Visita a Paris (extraído do livro Álbum de Recordações)

Cheguei a Paris, de ônibus, ao final de uma tarde ensolarada, de pouco calor. Procedia do Porto de Calais, onde embarquei em um "ferry boat" que atravessou o Canal da Mancha.

Eu estava ansioso. Temia a comunicação verbal em língua estrangeira. O idioma, aliás, era preocupação desnecessária. Esqueci que minha filha, nossa intérprete vinte e quatro horas, estava ao lado, se coçando para exercitar seu inglês impecável. Falar inglês na França é quase uma provocação; como não sabíamos francês, fomos salvos pelo inglês, idioma detestado pelos franceses.

Paris me conquistou à primeira vista. Eu era seu apaixonado de longa data. Sofri por todo o tempo em que não lhe declararei esse amor sem limites.
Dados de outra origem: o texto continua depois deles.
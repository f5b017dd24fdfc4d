//! Startup wiring: config → knowledge → synthesizer → sessions.
//!
//! # Startup sequence
//!
//! 1. Resolve the knowledge source path from [`AppConfig`].
//! 2. Load and validate it.  On failure keep the [`LoadError`] as a
//!    diagnostic and continue with an empty knowledge base.
//! 3. Build the [`AnswerResolver`] with the configured fallback answers.
//! 4. Select the speech backend once ([`speech::from_config`]).
//! 5. Hand out independent [`SessionHandler`]s via [`Responder::open_session`].

use std::sync::Arc;

use crate::config::AppConfig;
use crate::knowledge::{self, AnswerResolver, KnowledgeBase, LoadError};
use crate::session::{ExampleCatalog, SessionHandler};
use crate::speech::{self, BestEffortSynthesizer};

/// Process-wide, read-only state shared by every session.
pub struct Responder {
    knowledge: Arc<KnowledgeBase>,
    resolver: Arc<AnswerResolver>,
    speech: BestEffortSynthesizer,
    catalog: Arc<ExampleCatalog>,
    diagnostic: Option<LoadError>,
}

impl Responder {
    /// Build everything from `config`.  Never fails: a bad knowledge source
    /// only degrades answers to the "unavailable" fallback.
    pub fn from_config(config: &AppConfig) -> Self {
        let path = config.knowledge.resolved_path();

        let (kb, diagnostic) = match knowledge::load(&path) {
            Ok(kb) => (kb, None),
            Err(e) => {
                log::error!("knowledge: {e}; every query will get the fallback answer");
                (KnowledgeBase::empty(), Some(e))
            }
        };

        let mut responder = Self::new(
            kb,
            AnswerResolver::from_config(&config.responder),
            speech::from_config(&config.speech),
        );
        responder.diagnostic = diagnostic;
        responder
    }

    /// Assemble from already-built parts, with the default example catalog.
    pub fn new(kb: KnowledgeBase, resolver: AnswerResolver, speech: BestEffortSynthesizer) -> Self {
        Self {
            knowledge: Arc::new(kb),
            resolver: Arc::new(resolver),
            speech,
            catalog: Arc::new(ExampleCatalog::default()),
            diagnostic: None,
        }
    }

    /// Replace the example catalog shown to new sessions.
    pub fn with_catalog(mut self, catalog: ExampleCatalog) -> Self {
        self.catalog = Arc::new(catalog);
        self
    }

    /// Start a new, empty session.
    pub fn open_session(&self) -> SessionHandler {
        SessionHandler::new(
            Arc::clone(&self.knowledge),
            Arc::clone(&self.resolver),
            self.speech.clone(),
            Arc::clone(&self.catalog),
        )
    }

    pub fn knowledge(&self) -> &KnowledgeBase {
        &self.knowledge
    }

    pub fn catalog(&self) -> &ExampleCatalog {
        &self.catalog
    }

    /// The load failure, if any, for the host to display.
    pub fn diagnostic(&self) -> Option<&LoadError> {
        self.diagnostic.as_ref()
    }
}

// ---------------------------------------------------------------------------
// Tests
// ---------------------------------------------------------------------------

#[cfg(test)]
mod tests {
    use super::*;
    use crate::config::SpeechProvider;
    use crate::knowledge::{NO_MATCH_ANSWER, UNAVAILABLE_ANSWER};
    use std::path::{Path, PathBuf};
    use tempfile::tempdir;

    fn init_logging() {
        let _ = env_logger::builder().is_test(true).try_init();
    }

    fn text_only_config(knowledge_path: PathBuf) -> AppConfig {
        let mut config = AppConfig::default();
        config.knowledge.path = Some(knowledge_path);
        config.speech.provider = SpeechProvider::Disabled;
        config
    }

    fn sample_path() -> PathBuf {
        Path::new(env!("CARGO_MANIFEST_DIR")).join("data/knowledge.json")
    }

    #[tokio::test]
    async fn missing_source_degrades_to_unavailable() {
        init_logging();
        let dir = tempdir().expect("temp dir");
        let responder = Responder::from_config(&text_only_config(dir.path().join("missing.json")));

        assert!(matches!(
            responder.diagnostic(),
            Some(LoadError::SourceNotFound(_))
        ));
        assert!(responder.knowledge().is_empty());

        let mut session = responder.open_session();
        let entry = session.submit_query("hostel").await.unwrap();
        assert_eq!(entry.answer(), UNAVAILABLE_ANSWER);
    }

    #[tokio::test]
    async fn malformed_source_is_reported_not_fatal() {
        init_logging();
        let dir = tempdir().expect("temp dir");
        let path = dir.path().join("knowledge.json");
        std::fs::write(&path, "{ not json").unwrap();

        let responder = Responder::from_config(&text_only_config(path));

        assert!(matches!(responder.diagnostic(), Some(LoadError::ParseError(_))));
        let mut session = responder.open_session();
        assert!(session.submit_query("anything").await.is_ok());
    }

    #[tokio::test]
    async fn every_catalog_example_is_answered_by_the_sample() {
        init_logging();
        let responder = Responder::from_config(&text_only_config(sample_path()));
        assert!(responder.diagnostic().is_none());

        let catalog = responder.catalog().clone();
        let mut session = responder.open_session();

        for category in catalog.categories() {
            for question in catalog.questions(category).unwrap_or_default() {
                let entry = session.submit_query(question).await.unwrap();
                assert_ne!(entry.answer(), NO_MATCH_ANSWER, "no answer for {question:?}");
                assert!(entry.audio().is_none());
            }
        }
        assert_eq!(session.history().len(), 15);
    }

    #[tokio::test]
    async fn sample_routes_examples_to_the_right_topic() {
        let responder = Responder::from_config(&text_only_config(sample_path()));
        let mut session = responder.open_session();

        let hostel = session
            .submit_query("How can I apply for a hostel?")
            .await
            .unwrap()
            .answer()
            .to_string();
        assert!(hostel.starts_with("Hostel applications"));

        let docs = session
            .submit_query("What documents are required for admission?")
            .await
            .unwrap()
            .answer()
            .to_string();
        assert!(docs.contains("mark sheets"));
    }

    #[tokio::test]
    async fn sessions_do_not_share_history() {
        let responder = Responder::from_config(&text_only_config(sample_path()));
        let mut a = responder.open_session();
        let b = responder.open_session();

        a.submit_query("library timings").await.unwrap();
        a.select_example("Fees", 0).unwrap();

        assert_eq!(a.history().len(), 1);
        assert!(b.history().is_empty());
        assert_eq!(b.pending_query(), "");
    }

    #[tokio::test]
    async fn configured_fallback_reaches_sessions() {
        let mut config = text_only_config(sample_path());
        config.responder.no_match_answer = "Ask the front desk.".into();
        let responder = Responder::from_config(&config);

        let mut session = responder.open_session();
        let entry = session.submit_query("parking permits").await.unwrap();
        assert_eq!(entry.answer(), "Ask the front desk.");
    }

    #[test]
    fn custom_catalog_is_handed_to_new_sessions() {
        let catalog = ExampleCatalog::new(vec![("Sports".into(), vec!["Is there a gym?".into()])]);
        let responder = Responder::new(
            KnowledgeBase::empty(),
            AnswerResolver::new(),
            BestEffortSynthesizer::disabled(),
        )
        .with_catalog(catalog);

        let mut session = responder.open_session();
        assert_eq!(session.select_example("Sports", 0).unwrap(), "Is there a gym?");
        assert!(session.select_example("Fees", 0).is_err());
    }
}
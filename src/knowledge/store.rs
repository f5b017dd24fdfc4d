//! Knowledge source loading and validation.
//!
//! The source is a JSON array of objects shaped like
//! `{"keywords": ["admission", "apply"], "answer": "Admissions open in June."}`.
//!
//! Invalid elements are skipped, counted and logged; they never fail the
//! whole load.  The load fails only when the source is missing or unreadable,
//! is not a JSON array, or yields zero valid records.

use std::io::Read;
use std::path::{Path, PathBuf};

use serde::Deserialize;
use thiserror::Error;

use crate::knowledge::record::{FaqRecord, InvalidRecord, KnowledgeBase};

// ---------------------------------------------------------------------------
// LoadError
// ---------------------------------------------------------------------------

/// Errors that can occur while loading the knowledge source.
#[derive(Debug, Error)]
pub enum LoadError {
    /// The source file does not exist.
    #[error("knowledge source not found: {}", .0.display())]
    SourceNotFound(PathBuf),

    /// The source exists but could not be read.
    #[error("failed to read knowledge source: {0}")]
    Io(String),

    /// The source is not valid JSON, or not a JSON array.
    #[error("failed to parse knowledge source: {0}")]
    ParseError(String),

    /// The source parsed but every element was invalid (or it was empty).
    #[error("knowledge source contains no valid records ({skipped} skipped)")]
    EmptyKnowledgeBase { skipped: usize },
}

// ---------------------------------------------------------------------------
// Wire shape
// ---------------------------------------------------------------------------

#[derive(Debug, Deserialize)]
struct RawRecord {
    #[serde(default)]
    keywords: Vec<String>,
    #[serde(default)]
    answer: String,
}

// ---------------------------------------------------------------------------
// Loading
// ---------------------------------------------------------------------------

/// Load a knowledge base from a JSON file.
///
/// # Errors
///
/// - [`LoadError::SourceNotFound`]: `path` does not exist.
/// - [`LoadError::Io`]: the file could not be read.
/// - [`LoadError::ParseError`] / [`LoadError::EmptyKnowledgeBase`]: see
///   [`load_str`].
pub fn load(path: impl AsRef<Path>) -> Result<KnowledgeBase, LoadError> {
    let path = path.as_ref();

    if !path.exists() {
        return Err(LoadError::SourceNotFound(path.to_path_buf()));
    }

    let content = std::fs::read(path).map_err(|e| {
        if e.kind() == std::io::ErrorKind::NotFound {
            LoadError::SourceNotFound(path.to_path_buf())
        } else {
            LoadError::Io(e.to_string())
        }
    })?;

    let kb = load_slice(&content)?;
    log::info!(
        "knowledge: loaded {} record(s) from {} ({} skipped)",
        kb.len(),
        path.display(),
        kb.skipped()
    );
    Ok(kb)
}

/// Load a knowledge base from any reader (stream source).
pub fn load_reader(mut reader: impl Read) -> Result<KnowledgeBase, LoadError> {
    let mut content = Vec::new();
    reader
        .read_to_end(&mut content)
        .map_err(|e| LoadError::Io(e.to_string()))?;
    load_slice(&content)
}

/// Parse and validate a knowledge base from JSON text.
///
/// ```
/// use faq_responder::knowledge::load_str;
///
/// let kb = load_str(r#"[{"keywords": ["admission"], "answer": "Admissions open in June."}]"#).unwrap();
/// assert_eq!(kb.len(), 1);
/// ```
pub fn load_str(content: &str) -> Result<KnowledgeBase, LoadError> {
    load_slice(content.as_bytes())
}

/// Bytes that are not UTF-8 are rejected by the JSON parser, so they surface
/// as [`LoadError::ParseError`] rather than an I/O failure.
fn load_slice(content: &[u8]) -> Result<KnowledgeBase, LoadError> {
    let value: serde_json::Value =
        serde_json::from_slice(content).map_err(|e| LoadError::ParseError(e.to_string()))?;

    let serde_json::Value::Array(elements) = value else {
        return Err(LoadError::ParseError(
            "expected a JSON array of records".into(),
        ));
    };

    let mut records = Vec::with_capacity(elements.len());
    let mut skipped = 0usize;

    for (index, element) in elements.into_iter().enumerate() {
        match validate(element) {
            Ok(record) => records.push(record),
            Err(reason) => {
                log::warn!("knowledge: skipping record #{index}: {reason}");
                skipped += 1;
            }
        }
    }

    if records.is_empty() {
        return Err(LoadError::EmptyKnowledgeBase { skipped });
    }

    Ok(KnowledgeBase::with_skipped(records, skipped))
}

fn validate(element: serde_json::Value) -> Result<FaqRecord, InvalidRecord> {
    let raw: RawRecord =
        serde_json::from_value(element).map_err(|e| InvalidRecord::Malformed(e.to_string()))?;
    FaqRecord::new(raw.keywords, raw.answer)
}

// ---------------------------------------------------------------------------
// Tests
// ---------------------------------------------------------------------------
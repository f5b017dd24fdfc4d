//! Splits answer text into request-sized pieces for the TTS endpoint.
//!
//! The Google Translate TTS endpoint rejects `q` values longer than 100
//! characters, so long answers are packed word-by-word into chunks no longer
//! than [`MAX_CHUNK_CHARS`].  A single word longer than the limit is split on
//! character boundaries.

/// Maximum characters per TTS request.
pub const MAX_CHUNK_CHARS: usize = 100;

/// Split `text` into whitespace-normalised chunks of at most `max_chars`
/// characters.  Returns an empty vector for blank input.
///
/// ```
/// use faq_responder::speech::split_for_tts;
///
/// let chunks = split_for_tts("Admissions open in June.", 10);
/// assert_eq!(chunks, ["Admissions", "open in", "June."]);
/// ```
pub fn split_for_tts(text: &str, max_chars: usize) -> Vec<String> {
    let max_chars = max_chars.max(1);
    let mut chunks = Vec::new();
    let mut current = String::new();
    let mut current_len = 0usize;

    for word in text.split_whitespace() {
        let word_len = word.chars().count();

        if word_len > max_chars {
            if !current.is_empty() {
                chunks.push(std::mem::take(&mut current));
                current_len = 0;
            }
            let chars: Vec<char> = word.chars().collect();
            for piece in chars.chunks(max_chars) {
                chunks.push(piece.iter().collect());
            }
            continue;
        }

        let needed = if current.is_empty() {
            word_len
        } else {
            current_len + 1 + word_len
        };

        if needed > max_chars {
            chunks.push(std::mem::take(&mut current));
            current.push_str(word);
            current_len = word_len;
        } else {
            if !current.is_empty() {
                current.push(' ');
            }
            current.push_str(word);
            current_len = needed;
        }
    }

    if !current.is_empty() {
        chunks.push(current);
    }

    chunks
}
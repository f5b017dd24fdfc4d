//! Best-effort synthesis: never fails, never blocks past its timeout.
//!
//! [`BestEffortSynthesizer`] wraps any [`SpeechSynthesizer`] and turns every
//! failure (`Unavailable`, `Request`, `Timeout`, `Failed`, `Io`) as well as
//! an expired deadline into `None`, so the interaction is still logged
//! without audio.  [`NoopSynthesizer`] is the implementation selected when
//! speech is disabled.

use std::sync::Arc;
use std::time::Duration;

use async_trait::async_trait;

use crate::speech::synthesizer::{AudioRef, SpeechError, SpeechSynthesizer};

// ---------------------------------------------------------------------------
// NoopSynthesizer
// ---------------------------------------------------------------------------

/// Synthesizer used when no TTS capability is configured.
#[derive(Debug, Clone, Copy, Default)]
pub struct NoopSynthesizer;

#[async_trait]
impl SpeechSynthesizer for NoopSynthesizer {
    async fn synthesize(&self, _text: &str) -> Result<AudioRef, SpeechError> {
        Err(SpeechError::Unavailable)
    }
}

// ---------------------------------------------------------------------------
// BestEffortSynthesizer
// ---------------------------------------------------------------------------

/// A wrapper around any shared [`SpeechSynthesizer`] that returns
/// `Option<AudioRef>` instead of an error.
///
/// Cheap to clone; every session holds its own clone.
///
/// ```rust
/// use std::sync::Arc;
/// use std::time::Duration;
/// use faq_responder::speech::{BestEffortSynthesizer, NoopSynthesizer};
///
/// # #[tokio::main(flavor = "current_thread")]
/// # async fn main() {
/// let synth = BestEffortSynthesizer::new(Arc::new(NoopSynthesizer), Duration::from_secs(5));
/// assert!(synth.synthesize("hello").await.is_none());
/// # }
/// ```
#[derive(Clone)]
pub struct BestEffortSynthesizer {
    inner: Arc<dyn SpeechSynthesizer>,
    timeout: Duration,
}

impl BestEffortSynthesizer {
    pub fn new(inner: Arc<dyn SpeechSynthesizer>, timeout: Duration) -> Self {
        Self { inner, timeout }
    }

    /// A wrapper that never produces audio.
    pub fn disabled() -> Self {
        Self::new(Arc::new(NoopSynthesizer), Duration::from_secs(1))
    }

    pub fn timeout(&self) -> Duration {
        self.timeout
    }

    /// Attempt synthesis; return `None` on any error or when `timeout`
    /// elapses.  The pending request is dropped on timeout.
    pub async fn synthesize(&self, text: &str) -> Option<AudioRef> {
        if text.trim().is_empty() {
            return None;
        }

        match tokio::time::timeout(self.timeout, self.inner.synthesize(text)).await {
            Ok(Ok(audio)) => Some(audio),
            Ok(Err(SpeechError::Unavailable)) => {
                log::debug!("speech: no synthesizer configured, skipping audio");
                None
            }
            Ok(Err(e)) => {
                log::warn!("speech: synthesis failed, continuing without audio: {e}");
                None
            }
            Err(_elapsed) => {
                log::warn!(
                    "speech: synthesis exceeded {:?}, continuing without audio",
                    self.timeout
                );
                None
            }
        }
    }
}

impl std::fmt::Debug for BestEffortSynthesizer {
    fn fmt(&self, f: &mut std::fmt::Formatter<'_>) -> std::fmt::Result {
        f.debug_struct("BestEffortSynthesizer")
            .field("timeout", &self.timeout)
            .finish_non_exhaustive()
    }
}

// ---------------------------------------------------------------------------
// Tests
// ---------------------------------------------------------------------------
//! Application settings structs, defaults and TOML persistence.
//!
//! All structs implement `Serialize`, `Deserialize`, `Default` and `Clone`
//! so they can be round-tripped through TOML files and shared across threads.
//! Every section is `#[serde(default)]`, so a `settings.toml` only needs the
//! keys it overrides.

use std::path::{Path, PathBuf};
use std::time::Duration;

use anyhow::Result;
use serde::{Deserialize, Serialize};

use super::AppPaths;
use crate::knowledge::resolver::{NO_MATCH_ANSWER, UNAVAILABLE_ANSWER};

// ---------------------------------------------------------------------------
// KnowledgeConfig
// ---------------------------------------------------------------------------

/// Where the FAQ records are loaded from.
#[derive(Debug, Clone, Default, Serialize, Deserialize)]
#[serde(default)]
pub struct KnowledgeConfig {
    /// Path to the JSON knowledge source.  `None` means
    /// [`AppPaths::knowledge_file`].
    pub path: Option<PathBuf>,
}

impl KnowledgeConfig {
    /// The configured path, or the platform default.
    pub fn resolved_path(&self) -> PathBuf {
        self.path
            .clone()
            .unwrap_or_else(|| AppPaths::new().knowledge_file)
    }
}

// ---------------------------------------------------------------------------
// ResponderConfig
// ---------------------------------------------------------------------------

/// The two fixed fallback answers.
#[derive(Debug, Clone, Serialize, Deserialize)]
#[serde(default)]
pub struct ResponderConfig {
    /// Returned when the knowledge base is loaded but nothing matched.
    pub no_match_answer: String,
    /// Returned when the knowledge base is empty (load failed).
    pub unavailable_answer: String,
}

impl Default for ResponderConfig {
    fn default() -> Self {
        Self {
            no_match_answer: NO_MATCH_ANSWER.into(),
            unavailable_answer: UNAVAILABLE_ANSWER.into(),
        }
    }
}

// ---------------------------------------------------------------------------
// SpeechProvider
// ---------------------------------------------------------------------------

/// Selects which text-to-speech backend renders answers.
#[derive(Debug, Clone, PartialEq, Serialize, Deserialize)]
pub enum SpeechProvider {
    /// The Google Translate TTS endpoint (MP3 output, no authentication).
    GoogleTranslate,
    /// Speech disabled: text-only answers.
    Disabled,
}

impl Default for SpeechProvider {
    fn default() -> Self {
        Self::GoogleTranslate
    }
}

// ---------------------------------------------------------------------------
// SpeechConfig
// ---------------------------------------------------------------------------

/// Settings for the optional speech synthesis step.
#[derive(Debug, Clone, Serialize, Deserialize)]
#[serde(default)]
pub struct SpeechConfig {
    /// Whether answers are rendered to audio at all.
    pub enabled: bool,
    /// Which backend to use.
    pub provider: SpeechProvider,
    /// Base URL of the TTS service (no trailing slash).
    pub base_url: String,
    /// Voice language as an ISO-639-1 code.
    pub language: String,
    /// Maximum seconds to wait for a complete synthesis before giving up.
    pub timeout_secs: u64,
    /// Directory for generated MP3 files.  `None` means
    /// [`AppPaths::audio_dir`].
    pub output_dir: Option<PathBuf>,
}

impl Default for SpeechConfig {
    fn default() -> Self {
        Self {
            enabled: true,
            provider: SpeechProvider::default(),
            base_url: "https://translate.google.com".into(),
            language: "en".into(),
            timeout_secs: 10,
            output_dir: None,
        }
    }
}

impl SpeechConfig {
    /// `true` when a real synthesizer should be constructed.
    pub fn is_active(&self) -> bool {
        self.enabled && self.provider != SpeechProvider::Disabled
    }

    /// Synthesis time budget.  Never shorter than one second, so a zero in
    /// the settings file cannot silently disable the network backend.
    pub fn timeout(&self) -> Duration {
        Duration::from_secs(self.timeout_secs.max(1))
    }

    /// The configured output directory, or the platform default.
    pub fn resolved_output_dir(&self) -> PathBuf {
        self.output_dir
            .clone()
            .unwrap_or_else(|| AppPaths::new().audio_dir)
    }
}

// ---------------------------------------------------------------------------
// AppConfig  (top-level)
// ---------------------------------------------------------------------------

/// Top-level application configuration, serialised as `settings.toml`.
///
/// ```rust,no_run
/// use faq_responder::config::AppConfig;
///
/// // Load (returns Default when file is missing)
/// let config = AppConfig::load().unwrap();
/// # let _ = config;
/// ```
#[derive(Debug, Clone, Default, Serialize, Deserialize)]
#[serde(default)]
pub struct AppConfig {
    /// Knowledge source location.
    pub knowledge: KnowledgeConfig,
    /// Fallback answers.
    pub responder: ResponderConfig,
    /// Text-to-speech settings.
    pub speech: SpeechConfig,
}

impl AppConfig {
    /// Load configuration from the platform-appropriate `settings.toml`.
    ///
    /// Returns `Ok(AppConfig::default())` when the file does not exist yet.
    pub fn load() -> Result<Self> {
        Self::load_from(&AppPaths::new().settings_file)
    }

    /// Load from an explicit path.
    pub fn load_from(path: &Path) -> Result<Self> {
        if !path.exists() {
            return Ok(Self::default());
        }
        let content = std::fs::read_to_string(path)?;
        let config: Self = toml::from_str(&content)?;
        Ok(config)
    }

    /// Save configuration to the platform-appropriate `settings.toml`,
    /// creating parent directories as needed.
    pub fn save(&self) -> Result<()> {
        self.save_to(&AppPaths::new().settings_file)
    }

    /// Save to an explicit path.
    pub fn save_to(&self, path: &Path) -> Result<()> {
        if let Some(parent) = path.parent() {
            std::fs::create_dir_all(parent)?;
        }
        let content = toml::to_string_pretty(self)?;
        std::fs::write(path, content)?;
        Ok(())
    }
}

// ---------------------------------------------------------------------------
// Tests
// ---------------------------------------------------------------------------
Meu sofrimento acabara. Agora, estava prostrado a seus pés, ansioso para conhecer-lhe a intimidade. Paris, cidade luz!, exclamei introspectivamente. ‘Conhecer Paris ou morrer’, dissera o poeta. Escolhi a primeira opção. Naquela hora, ainda embevecido, fiz-lhe uma saudação enamorada: "bonsoir, mon amour"!

Paris é a mais bela cidade do mundo, fundada na principal ilha do rio Sena, remotamente habitada por pescadores da tribo dos Parísios. No tempo do imperador Tibério, Paris chamava-se Lutécia.

Peço vênia ao leitor para contar-lhe esta fascinante etapa da excursão. Ao descrever passeios e visitas, reportar-me-ei às anotações pessoais, às lembranças marcadas por agradáveis acontecimentos e à ajuda de fotografias, vídeos e livros pesquisados.

Eis o meu relato:

A beleza arquitetônica da capital deve muito ao rei Luis XIV. O monarca iniciou a transformação urbanística da cidade alargando ruas, construindo bulevares e demolindo casas para dar lugar a pontes sobre o rio Sena, com o objetivo de revigorar-lhe as artérias, deixando como o conhecemos hoje: exuberante!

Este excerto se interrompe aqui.